In the US, MCH leaders and health professionals can continue to ensure that the T2E2 model is comprehensively incorporated in national priority setting. Currently, Healthy People 2020 includes approximately 40 objectives directly or indirectly related to the nutritional health of the population and environment and equity issues from preconception through old age [101]. For example, the wide-ranging objectives address:

  • Timeline: focus on prevention by providing more comprehensive school health education; integrating nutrition education and chronic disease screening into health care, community-based, and worksite wellness-programs.

  • Timing: improving preconception and interconception nutrition; promoting breastfeeding, and assuring health-promoting foods at other critical times in the life course, such as early childhood and adolescence.

  • Equity: reducing food insecurity, under- and over-nutrition, and nutrition-related chronic diseases; increasing student participation in national school meal programs.

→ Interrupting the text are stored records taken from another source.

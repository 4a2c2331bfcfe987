//! Signal Implementation
//!
//! A Signal is the fundamental reactive primitive: one reactive cell. It
//! holds a value and a node in the runtime's dependency graph.
//!
//! # How Signals Work
//!
//! 1. When a signal is read within a reactive context (memo/effect), the
//!    runtime records an edge from the signal to that context.
//!
//! 2. When a signal's value changes, its dependents are marked dirty and
//!    dependent effects are scheduled.
//!
//! 3. Writing a value equal to the current one is a no-op. Equality is
//!    `PartialEq` by default and can be replaced per signal.
//!
//! # Thread Safety
//!
//! The value is protected by a `parking_lot::RwLock`, so handles are
//! `Send + Sync`. Dependency bookkeeping belongs to the thread-local
//! runtime of the thread that created the signal.

use std::fmt::Debug;
use std::sync::Arc;

use parking_lot::RwLock;

use super::runtime::Runtime;
use crate::graph::NodeId;

/// Decides whether a write is a change. Returns true when equal.
pub type Equality<T> = fn(&T, &T) -> bool;

/// Equality that never holds: every write notifies.
pub fn never_equal<T>(_: &T, _: &T) -> bool {
    false
}

struct SignalInner<T> {
    id: NodeId,
    value: RwLock<T>,
    equals: Equality<T>,
}

impl<T> Drop for SignalInner<T> {
    fn drop(&mut self) {
        drop(Runtime::release(self.id));
    }
}

/// A reactive signal holding a value of type T.
///
/// # Type Parameters
///
/// - `T`: The type of value stored in the signal. Must be Clone + Send + Sync.
///
/// # Example
///
/// ```rust,ignore
/// let count = Signal::new(0);
///
/// // Read the value
/// let value = count.get();
///
/// // Update the value (notifies subscribers)
/// count.set(5);
/// ```
pub struct Signal<T>
where
    T: Clone + Send + Sync + 'static,
{
    inner: Arc<SignalInner<T>>,
}

impl<T> Signal<T>
where
    T: Clone + Send + Sync + PartialEq + 'static,
{
    /// Create a new signal with the given initial value.
    pub fn new(value: T) -> Self {
        Self::with_equality(value, <T as PartialEq>::eq)
    }
}

impl<T> Signal<T>
where
    T: Clone + Send + Sync + 'static,
{
    /// Create a signal that uses `equals` to decide whether a write changes
    /// anything.
    pub fn with_equality(value: T, equals: Equality<T>) -> Self {
        let id = NodeId::new();
        Runtime::register_source(id);
        Self {
            inner: Arc::new(SignalInner {
                id,
                value: RwLock::new(value),
                equals,
            }),
        }
    }

    /// Name this signal in runtime snapshots.
    pub fn with_label(self, label: impl Into<String>) -> Self {
        Runtime::set_label(self.inner.id, label);
        self
    }

    /// Get the signal's unique ID.
    pub fn id(&self) -> NodeId {
        self.inner.id
    }

    /// Get the current value.
    ///
    /// If called within a reactive context, this also registers the
    /// current computation as a subscriber.
    pub fn get(&self) -> T {
        Runtime::track(self.inner.id);
        self.inner.value.read().clone()
    }

    /// Borrow the current value without cloning it. Tracked like `get`.
    pub fn with<R>(&self, f: impl FnOnce(&T) -> R) -> R {
        Runtime::track(self.inner.id);
        f(&*self.inner.value.read())
    }

    /// Get the current value without tracking dependencies.
    pub fn get_untracked(&self) -> T {
        self.inner.value.read().clone()
    }

    /// Set a new value and notify subscribers if it differs.
    ///
    /// # Panics
    ///
    /// Panics with `ReactiveError::WriteInComputed` when called while a
    /// memo is computing.
    pub fn set(&self, value: T) {
        Runtime::assert_writable(self.inner.id);
        {
            let mut guard = self.inner.value.write();
            if (self.inner.equals)(&*guard, &value) {
                return;
            }
            *guard = value;
        }
        Runtime::notify_changed(self.inner.id);
    }

    /// Update the value using a function.
    ///
    /// This is useful for updates that depend on the current value.
    pub fn update<F>(&self, f: F)
    where
        F: FnOnce(&T) -> T,
    {
        let new_value = {
            let guard = self.inner.value.read();
            f(&*guard)
        };
        self.set(new_value);
    }

    /// Mutate the value in place. Subscribers are notified if the result
    /// differs from the value before the call.
    pub fn modify<F>(&self, f: F)
    where
        F: FnOnce(&mut T),
    {
        Runtime::assert_writable(self.inner.id);
        let changed = {
            let mut guard = self.inner.value.write();
            let before = guard.clone();
            f(&mut *guard);
            !(self.inner.equals)(&before, &*guard)
        };
        if changed {
            Runtime::notify_changed(self.inner.id);
        }
    }

    /// Notify subscribers without changing the value.
    pub fn trigger(&self) {
        Runtime::notify_changed(self.inner.id);
    }

    /// Get the number of subscribers.
    pub fn subscriber_count(&self) -> usize {
        Runtime::dependents(self.inner.id).len()
    }
}

impl<T> Clone for Signal<T>
where
    T: Clone + Send + Sync + 'static,
{
    fn clone(&self) -> Self {
        Self {
            inner: Arc::clone(&self.inner),
        }
    }
}

impl<T> Debug for Signal<T>
where
    T: Clone + Send + Sync + Debug + 'static,
{
    fn fmt(&self, f: &mut std::fmt::Formatter<'_>) -> std::fmt::Result {
        f.debug_struct("Signal")
            .field("id", &self.inner.id)
            .field("value", &self.get_untracked())
            .field("subscriber_count", &self.subscriber_count())
            .finish()
    }
}

/// Create a signal. Shorthand for [`Signal::new`].
pub fn signal<T>(value: T) -> Signal<T>
where
    T: Clone + Send + Sync + PartialEq + 'static,
{
    Signal::new(value)
}

// ----------------------------------------------------------------------------
// Tests
// ----------------------------------------------------------------------------

#[cfg(test)]
mod tests {
    use super::*;
    use crate::graph::NodeKind;
    use crate::reactive::ReactiveContext;

    #[test]
    fn signal_get_and_set() {
        let signal = Signal::new(0);
        assert_eq!(signal.get(), 0);

        signal.set(42);
        assert_eq!(signal.get(), 42);
    }

    #[test]
    fn signal_update_and_modify() {
        let signal = Signal::new(10);
        signal.update(|v| v + 5);
        assert_eq!(signal.get(), 15);

        let list = Signal::new(vec![1]);
        list.modify(|v| v.push(2));
        assert_eq!(list.get(), vec![1, 2]);
    }

    #[test]
    fn read_inside_context_subscribes() {
        let signal = Signal::new(0);
        // Stand-in observer node; only its edges matter here
        let observer = NodeId::new();
        Runtime::register_source(observer);

        assert_eq!(signal.subscriber_count(), 0);
        {
            let _ctx = ReactiveContext::enter(observer, NodeKind::Effect);
            signal.get();
            signal.get();
        }
        assert_eq!(signal.subscriber_count(), 1);

        // Untracked reads never subscribe
        let other = Signal::new(0);
        {
            let _ctx = ReactiveContext::enter(observer, NodeKind::Effect);
            other.get_untracked();
        }
        assert_eq!(other.subscriber_count(), 0);
    }

    #[test]
    fn signal_clone_shares_state() {
        let signal1 = Signal::new(0);
        let signal2 = signal1.clone();

        signal1.set(42);
        assert_eq!(signal2.get(), 42);

        signal2.set(100);
        assert_eq!(signal1.get(), 100);
        assert_eq!(signal1.id(), signal2.id());
    }

    #[test]
    fn signal_ids_are_unique() {
        let s1 = Signal::new(0);
        let s2 = Signal::new(0);
        let s3 = Signal::new(0);

        assert_ne!(s1.id(), s2.id());
        assert_ne!(s2.id(), s3.id());
        assert_ne!(s1.id(), s3.id());
    }

    #[test]
    fn dropping_last_handle_releases_node() {
        let before = Runtime::node_count();
        let signal = Signal::new(1).with_label("temp");
        assert_eq!(Runtime::node_count(), before + 1);
        assert!(Runtime::snapshot()
            .iter()
            .any(|info| info.label.as_deref() == Some("temp")));

        let clone = signal.clone();
        drop(signal);
        assert_eq!(Runtime::node_count(), before + 1);
        drop(clone);
        assert_eq!(Runtime::node_count(), before);
    }

    #[test]
    fn custom_equality_controls_notification() {
        // Case-insensitive: only a different word is a change
        fn same_word(a: &String, b: &String) -> bool {
            a.eq_ignore_ascii_case(b)
        }
        let word = Signal::with_equality("hello".to_string(), same_word);
        word.set("HELLO".to_string());
        assert_eq!(word.get(), "hello");
        word.set("world".to_string());
        assert_eq!(word.get(), "world");

        let always = Signal::with_equality(1, never_equal);
        always.set(1);
        assert_eq!(always.get(), 1);
    }

    #[test]
    fn rejected_write_leaves_value_unchanged() {
        let signal = Signal::new(0);
        let result = std::panic::catch_unwind(std::panic::AssertUnwindSafe(|| {
            let _ctx = ReactiveContext::enter(NodeId::new(), NodeKind::Derived);
            signal.set(5);
        }));
        assert!(result.is_err());
        assert_eq!(signal.get_untracked(), 0);

        let result = std::panic::catch_unwind(std::panic::AssertUnwindSafe(|| {
            let _ctx = ReactiveContext::enter(NodeId::new(), NodeKind::Derived);
            signal.modify(|v| *v += 1);
        }));
        assert!(result.is_err());
        assert_eq!(signal.get_untracked(), 0);
    }
}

  • Environment: enhancing the quality of foods offered in preschools and childcare centers, schools and neighborhoods

Maternal and child health leaders and health professionals can also continue to identify interventions, programs and services that promote the successful achievement of aspects of the T2E2 framework. For example, evidence-based strategies that have been shown to improve initiation and duration of breastfeeding (timing) include education and social support at the individual level, change in the workplace and public policies at the community level (environment) and health care and legislative changes at the societal level (equity) [71, 100]. Recent research has demonstrated that even if nutrition is not ideal during critical periods (timing), a lifelong focus on nutrition should be maintained (timeline), as it may be possible to reverse the effects of negative exposures. For example, breastfeeding may reduce the negative impact of gestational diabetes exposure on child growth [102], and achieving a healthy weight as an adult, after being obese as a child, has been shown to decrease excess chronic disease risk [46]. At the societal level, food insecurity, an important equity issue, has been addressed by collaborating across sectors and in shaping policies to improve the economic security of individuals and communities, strengthen regional food systems, and improve the resource safety net [103]. Food, Education, Agriculture Solutions Together (FEAST) is an example of a community-based participatory approach that has been used successfully to improve community food systems [104]. Successful environmental interventions addressing nutritional issues include implementation of policies and strategies to improve the physical surroundings, social climate, and/or organizational systems to promote positive behavior change [77]. Examples of successful “environment” strategies include market makeovers in low-income communities to increase accessibility to fresh produce, providing electronic benefit transfer (EBT) card access at Farmer’s Markets, and school gardens to promote fruit and vegetable intake [105107].

Internationally, as part of the Copenhagen Consensus 2008, leading economists identified three nutrition interventions as being among the top five (of 40) development intervention priorities for the world [108]. These interventions fundamentally address worldwide nutrition equity issues and specifically address timing (micronutrient supplementation of children under 5 years of age with vitamin A and zinc) and timeline and environment (fortification for the general population with iron and iodine, and bio-fortification of staple crops) priorities. The 1,000 days initiative [109] is an example of an global program targeting the “timing” aspect of T2E2 by providing support for optimal nutrition from pregnancy through 2 years of age, with the idea that focusing interventions on this “high impact” window is most beneficial to society.

Finally MCH leaders and health professionals, in their efforts to maximize the positive effects and reduce the negative factors affecting the life course of individuals, as well as populations, should consider nutrition as a starting point at all levels of practice, from clinical protocols to the development of programs and policies, to address health promotion and disease prevention.